Comp Immunol Microbiol Infect Dis. 2004 Nov;27(6):457-70. doi: 10.1016/j.cimid.2004.03.011.
We produced four monoclonal antibodies (mAb) and two polyclonal antibodies using the purified cytokine expressed in bacteria and characterized them. Specific binding of each of the mAb and polyclonal antibodies to recombinant swine IL-4 (rSwIL-4) purified from Escherichia coli and baculovirus was demonstrated in an indirect ELISA and/or in western blotting. We established a sandwich enzyme-linked immunosorbent assay (ELISA) for measuring concentration of SwIL-4 in biological samples and established an enzyme-linked immunospot (ELISPOT) assay for detecting IL-4-secreting cells using a mAb and a polyclonal IgG from goat. The detection limit of the sandwich ELISA for SwIL-4 was 78 pg/ml. Using sandwich ELISA, SwIL-4 was detected in the bronchoalveolar lavage fluid (BALF) of pigs experimentally infected with Mycoplasma hyopneumoniae and could quantitate in supernatants of mitogen-stimulated PBMC culture. The ELISPOT system is useful for the detection of IL-4 producing cells in swine PBMC culture.

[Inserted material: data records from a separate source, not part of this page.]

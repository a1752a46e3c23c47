//! XOR demo for ferrite-train.
//!
//! Trains a 2 → 4 (Tanh) → 2 (Softmax) network with cross-entropy and
//! reports accuracy as a score. Every loop option is a flag:
//!
//!   ferrite-train --epochs 300 --output runs/xor --save-last --save-best
//!   ferrite-train --epochs 600 --output runs/xor --resume last --save-last
//!
//! Set `RUST_LOG=debug` to see every artifact written.

use std::path::PathBuf;

use anyhow::{Context, Result};
use clap::{Parser, ValueEnum};
use tracing::info;

use ferrite_train::{
    scores, Activation, Backend, EpochStats, InMemoryDataset, LoopConfig, LossType, Mlp, Sgd, TrainLoop,
};

#[derive(Debug, Clone, Copy, ValueEnum)]
enum ResumeFrom {
    Best,
    Last,
}

#[derive(Debug, Parser)]
#[command(name = "ferrite-train", about = "Train a small network on XOR with checkpoint/resume")]
struct Args {
    /// JSON file with a LoopConfig; flags below override its values.
    #[arg(long)]
    config: Option<PathBuf>,

    /// Total epochs, counting any resumed ones.
    #[arg(long)]
    epochs: Option<usize>,

    /// Directory for checkpoints and metric CSVs.
    #[arg(long)]
    output: Option<PathBuf>,

    /// Resume from a previously saved checkpoint.
    #[arg(long, value_enum)]
    resume: Option<ResumeFrom>,

    #[arg(long)]
    save_best: bool,

    #[arg(long)]
    save_last: bool,

    #[arg(long)]
    save_all: bool,

    #[arg(long, default_value_t = 0.5)]
    lr: f64,

    #[arg(long, default_value_t = 0.9)]
    momentum: f64,

    #[arg(long, default_value_t = 2)]
    batch_size: usize,

    /// Seed for the weight initialisation.
    #[arg(long, default_value_t = 42)]
    seed: u64,
}

impl Args {
    fn loop_config(&self) -> Result<LoopConfig> {
        let mut cfg = match &self.config {
            Some(path) => LoopConfig::load_json(path)
                .with_context(|| format!("Failed to read loop config {}", path.display()))?,
            None => LoopConfig::new(300, "runs/xor"),
        };
        if let Some(epochs) = self.epochs {
            cfg.epochs_qty = epochs;
        }
        if let Some(output) = &self.output {
            cfg.output_path = output.clone();
        }
        match self.resume {
            Some(ResumeFrom::Best) => cfg = cfg.with_load_best(true).with_load_last(false),
            Some(ResumeFrom::Last) => cfg = cfg.with_load_last(true).with_load_best(false),
            None => {}
        }
        cfg.save_best_checkpoint |= self.save_best;
        cfg.save_last_checkpoint |= self.save_last;
        cfg.save_all_checkpoints |= self.save_all;
        Ok(cfg)
    }
}

fn xor_dataset(batch_size: usize, shuffle: bool) -> Result<InMemoryDataset> {
    let inputs = vec![
        vec![0.0, 0.0],
        vec![0.0, 1.0],
        vec![1.0, 0.0],
        vec![1.0, 1.0],
    ];
    // Class index: XOR of the two inputs.
    let labels = vec![vec![0.0], vec![1.0], vec![1.0], vec![0.0]];
    Ok(InMemoryDataset::new(inputs, labels, batch_size)?.with_shuffle(shuffle))
}

fn init_tracing() {
    let env_filter = tracing_subscriber::EnvFilter::try_from_default_env()
        .unwrap_or_else(|_| tracing_subscriber::EnvFilter::new("info"));
    tracing_subscriber::fmt().with_env_filter(env_filter).init();
}

fn main() -> Result<()> {
    init_tracing();
    let args = Args::parse();
    let config = args.loop_config()?;

    let model = Mlp::seeded(
        vec![(4, 2, Activation::Tanh), (2, 4, Activation::Softmax)],
        LossType::CrossEntropy,
        args.seed,
    )?;
    let optimizer = Sgd::new(args.lr).with_momentum(args.momentum);

    let mut trainer = TrainLoop::new(
        model,
        xor_dataset(args.batch_size, true)?,
        xor_dataset(4, false)?,
        optimizer,
        Backend::Cpu,
    );
    trainer
        .add_score_callback(scores::accuracy)
        .add_epoch_callback(|stats: &EpochStats| {
            let phase = if stats.is_training { "train" } else { "valid" };
            info!(
                phase,
                loss = stats.loss,
                accuracy = stats.scores.first().copied().unwrap_or(0.0),
                batch_ms = stats.batch_time * 1e3,
                "pass finished"
            );
            Ok(())
        });

    let outcome = trainer
        .run(&config)
        .with_context(|| format!("Training into {} failed", config.output_path.display()))?;

    info!(
        start_epoch = outcome.start_epoch,
        epochs_run = outcome.epochs_run,
        best_valid_loss = outcome.best_metric,
        "done"
    );
    Ok(())
}
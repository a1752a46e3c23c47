use serde::{Serialize, Deserialize};

#[derive(Debug, Clone, Copy, PartialEq, Serialize, Deserialize)]
pub enum Activation {
    Sigmoid,
    ReLU,
    Identity,
    Tanh,
    LeakyReLU { alpha: f64 },
    /// Row-wise softmax. Its backward pass is the identity: it is meant to be
    /// paired with cross-entropy, whose gradient is already taken with
    /// respect to the logits.
    Softmax,
}

impl Activation {
    /// Applies the activation to one sample's pre-activations.
    pub fn apply(&self, z: &[f64]) -> Vec<f64> {
        match self {
            Activation::Softmax => {
                let max = z.iter().cloned().fold(f64::NEG_INFINITY, f64::max);
                let exps: Vec<f64> = z.iter().map(|v| (v - max).exp()).collect();
                let sum: f64 = exps.iter().sum();
                exps.into_iter().map(|e| e / sum).collect()
            }
            _ => z.iter().map(|&x| self.scalar(x)).collect(),
        }
    }

    fn scalar(&self, x: f64) -> f64 {
        match self {
            Activation::Sigmoid => 1.0 / (1.0 + (-x).exp()),
            Activation::ReLU => x.max(0.0),
            Activation::Identity | Activation::Softmax => x,
            Activation::Tanh => x.tanh(),
            Activation::LeakyReLU { alpha } => if x > 0.0 { x } else { alpha * x },
        }
    }

    /// ∂a/∂z given the pre-activation `z` and the activation output `a`.
    pub fn derivative(&self, z: f64, a: f64) -> f64 {
        match self {
            Activation::Sigmoid => a * (1.0 - a),
            Activation::ReLU => if z > 0.0 { 1.0 } else { 0.0 },
            Activation::Identity | Activation::Softmax => 1.0,
            Activation::Tanh => 1.0 - a * a,
            Activation::LeakyReLU { alpha } => if z > 0.0 { 1.0 } else { *alpha },
        }
    }
}
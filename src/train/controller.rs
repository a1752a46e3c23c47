use std::fs;

use tracing::info;

use crate::callbacks::{BatchCallback, Callbacks, ScoreFn};
use crate::data::DataSource;
use crate::error::{BoxError, Result, TrainError};
use crate::model::Model;
use crate::optim::Optimizer;
use crate::tensor::{Backend, Tensor};
use crate::train::batch::BatchProcessor;
use crate::train::checkpoint::{CheckpointRecord, CheckpointStore, SavePolicy};
use crate::train::epoch::{EpochResult, EpochRunner};
use crate::train::epoch_stats::EpochStats;
use crate::train::history::MetricsHistory;
use crate::train::loop_config::LoopConfig;

/// Folds one validation loss into the best metric seen so far.
///
/// Returns the new best and whether `valid_loss` is a strict improvement;
/// a tie is not an improvement.
pub fn update_best(best_so_far: f64, valid_loss: f64) -> (f64, bool) {
    let is_best = valid_loss < best_so_far;
    (best_so_far.min(valid_loss), is_best)
}

/// What a finished `TrainLoop::run` reports.
#[derive(Debug, Clone, PartialEq)]
pub struct LoopOutcome {
    /// Epoch index the run started at (0 for a fresh run).
    pub start_epoch: usize,
    /// Epochs actually executed by this run.
    pub epochs_run: usize,
    pub best_metric: f64,
    /// `(train_loss, valid_loss)` of the last executed epoch.
    pub last_losses: Option<(f64, f64)>,
}

/// Epoch-based supervised training over a train and a validation source.
///
/// Each epoch is one training pass followed by one validation pass; after
/// it the checkpoint record and the metric tables are written to
/// `LoopConfig::output_path`.
pub struct TrainLoop<M, O, T, V> {
    model: M,
    optimizer: O,
    train_data: T,
    valid_data: V,
    backend: Backend,
    callbacks: Callbacks,
}

impl<M, O, T, V> TrainLoop<M, O, T, V>
where
    M: Model,
    O: Optimizer<M>,
    T: DataSource,
    V: DataSource,
{
    pub fn new(mut model: M, train_data: T, valid_data: V, optimizer: O, backend: Backend) -> Self {
        model.to_backend(backend);
        TrainLoop {
            model,
            optimizer,
            train_data,
            valid_data,
            backend,
            callbacks: Callbacks::new(),
        }
    }

    /// Registers a score computed from `(predictions, targets)` of every batch.
    pub fn add_score_callback<F>(&mut self, f: F) -> &mut Self
    where
        F: FnMut(&[Tensor], &[Tensor]) -> std::result::Result<f64, BoxError> + 'static,
    {
        self.callbacks.add_score(f);
        self
    }

    pub fn add_score_callbacks<I>(&mut self, fs: I) -> &mut Self
    where
        I: IntoIterator<Item = ScoreFn>,
    {
        self.callbacks.extend_scores(fs);
        self
    }

    pub fn add_batch_callback<C>(&mut self, callback: C) -> &mut Self
    where
        C: BatchCallback + 'static,
    {
        self.callbacks.add_batch(callback);
        self
    }

    pub fn add_epoch_callback<F>(&mut self, f: F) -> &mut Self
    where
        F: FnMut(&EpochStats) -> std::result::Result<(), BoxError> + 'static,
    {
        self.callbacks.add_epoch(f);
        self
    }

    pub fn model(&self) -> &M {
        &self.model
    }

    pub fn model_mut(&mut self) -> &mut M {
        &mut self.model
    }

    pub fn into_model(self) -> M {
        self.model
    }

    /// One training pass over the training source.
    pub fn train_epoch(&mut self) -> Result<EpochResult> {
        let processor = BatchProcessor::new(&mut self.model, &mut self.optimizer, &mut self.callbacks, self.backend);
        EpochRunner::new(processor).run_epoch(&mut self.train_data, false)
    }

    /// One evaluation pass over the validation source.
    pub fn validate(&mut self) -> Result<EpochResult> {
        let processor = BatchProcessor::new(&mut self.model, &mut self.optimizer, &mut self.callbacks, self.backend);
        EpochRunner::new(processor).run_epoch(&mut self.valid_data, true)
    }

    /// Trains until `config.epochs_qty` epochs are complete, resuming from a
    /// checkpoint first if the config asks for it.
    ///
    /// Configuration problems (conflicting resume flags, a missing checkpoint,
    /// a history that does not cover the resumed epoch) fail before any epoch
    /// runs. Any later failure stops the run; artifacts of earlier epochs are
    /// left as they were.
    pub fn run(&mut self, config: &LoopConfig) -> Result<LoopOutcome> {
        config.validate()?;
        let dir = &config.output_path;
        fs::create_dir_all(dir).map_err(|e| TrainError::io(dir, e))?;

        let store = CheckpointStore::new(dir);
        let (mut best, start_epoch, mut history) = match config.resume_from() {
            Some(kind) => {
                let checkpoint = store.load(kind)?;
                let history = MetricsHistory::resume(dir, checkpoint.epoch, self.callbacks.score_count())?;
                self.model.load_state_dict(checkpoint.model_state)?;
                info!(
                    epoch = checkpoint.epoch,
                    best_metric = checkpoint.best_metric,
                    "resuming from {}",
                    kind.file_name()
                );
                (checkpoint.best_metric, checkpoint.epoch, history)
            }
            None => (f64::INFINITY, 0, MetricsHistory::new(dir)),
        };

        let mut outcome = LoopOutcome {
            start_epoch,
            epochs_run: 0,
            best_metric: best,
            last_losses: None,
        };

        for epoch in start_epoch..config.epochs_qty {
            info!(epoch, total = config.epochs_qty, "starting epoch");

            let train = self.train_epoch()?;
            let valid = self.validate()?;
            let (train_loss, valid_loss) = (train.loss.average(), valid.loss.average());
            history.push_losses(train_loss, valid_loss)?;

            let (new_best, is_best) = update_best(best, valid_loss);
            best = new_best;

            let policy = SavePolicy {
                write_numbered: config.save_all_checkpoints,
                write_last: config.save_last_checkpoint,
                write_best: config.save_best_checkpoint && is_best,
            };
            if policy.any() {
                let record = CheckpointRecord {
                    epoch: epoch + 1,
                    model_state: self.model.state_dict(),
                    best_metric: best,
                };
                store.save(&record, policy, &CheckpointStore::numbered_name(epoch))?;
            }
            history.save_losses()?;

            if self.callbacks.score_count() > 0 {
                history.record_scores(&train.score_averages(), &valid.score_averages())?;
            }

            info!(epoch, train_loss, valid_loss, best_metric = best, is_best, "epoch complete");
            outcome.epochs_run += 1;
            outcome.best_metric = best;
            outcome.last_losses = Some((train_loss, valid_loss));
        }

        Ok(outcome)
    }
}
use std::collections::BTreeMap;

use crate::error::BoxError;
use crate::tensor::{Backend, Tensor, Tensors};

/// Serializable snapshot of a model's parameters, keyed by parameter name.
pub type StateDict = BTreeMap<String, Tensor>;

/// A trainable tensor together with its accumulated gradient.
///
/// `grad` has the same length as `value.data`. `Model::backward` adds into
/// it; only an optimizer's `zero_grad` clears it.
#[derive(Debug, Clone)]
pub struct Parameter {
    pub name: String,
    pub value: Tensor,
    pub grad: Vec<f64>,
}

impl Parameter {
    pub fn new(name: impl Into<String>, value: Tensor) -> Parameter {
        let grad = vec![0.0; value.numel()];
        Parameter { name: name.into(), value, grad }
    }

    pub fn zero_grad(&mut self) {
        self.grad.iter_mut().for_each(|g| *g = 0.0);
    }
}

/// The model collaborator driven by the training loop.
///
/// The loop never looks inside a model: it feeds converted inputs to
/// `forward`, asks `loss` for a scalar, and in training mode calls `backward`
/// to accumulate gradients into the parameters exposed by `parameters_mut`.
pub trait Model {
    /// Runs the forward pass. A model with one output may return a single tensor.
    fn forward(&mut self, inputs: &[Tensor]) -> Result<Tensors, BoxError>;

    /// Scalar loss of the last forward pass against `targets`.
    fn loss(&mut self, predictions: &[Tensor], targets: &[Tensor]) -> Result<f64, BoxError>;

    /// Backpropagates the loss computed by the last `loss` call, adding into
    /// each parameter's gradient.
    fn backward(&mut self) -> Result<(), BoxError>;

    fn parameters_mut(&mut self) -> Vec<&mut Parameter>;

    fn state_dict(&self) -> StateDict;

    fn load_state_dict(&mut self, state: StateDict) -> Result<(), BoxError>;

    /// Switches to training mode.
    fn train(&mut self);

    /// Switches to evaluation mode.
    fn eval(&mut self);

    /// Called once when the model is handed to a `TrainLoop`.
    fn to_backend(&mut self, _backend: Backend) {}
}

我们使用在细菌中表达的纯化细胞因子制备了四种单克隆抗体(mAb)和两种多克隆抗体,并对它们进行了表征。在间接ELISA和/或蛋白质印迹中证明了每种单克隆抗体和多克隆抗体与从大肠杆菌和杆状病毒中纯化的重组猪IL-4(rSwIL-4)的特异性结合。我们建立了一种夹心酶联免疫吸附测定(ELISA)来测量生物样品中SwIL-4的浓度,并建立了一种酶联免疫斑点(ELISPOT)测定法,使用一种单克隆抗体和山羊的多克隆IgG来检测分泌IL-4的细胞。SwIL-4夹心ELISA的检测限为78 pg/ml。使用夹心ELISA,在实验感染猪肺炎支原体的猪的支气管肺泡灌洗液(BALF)中检测到了SwIL-4,并且可以在丝裂原刺激的PBMC培养上清液中进行定量。ELISPOT系统可用于检测猪PBMC培养物中产生IL-4的细胞。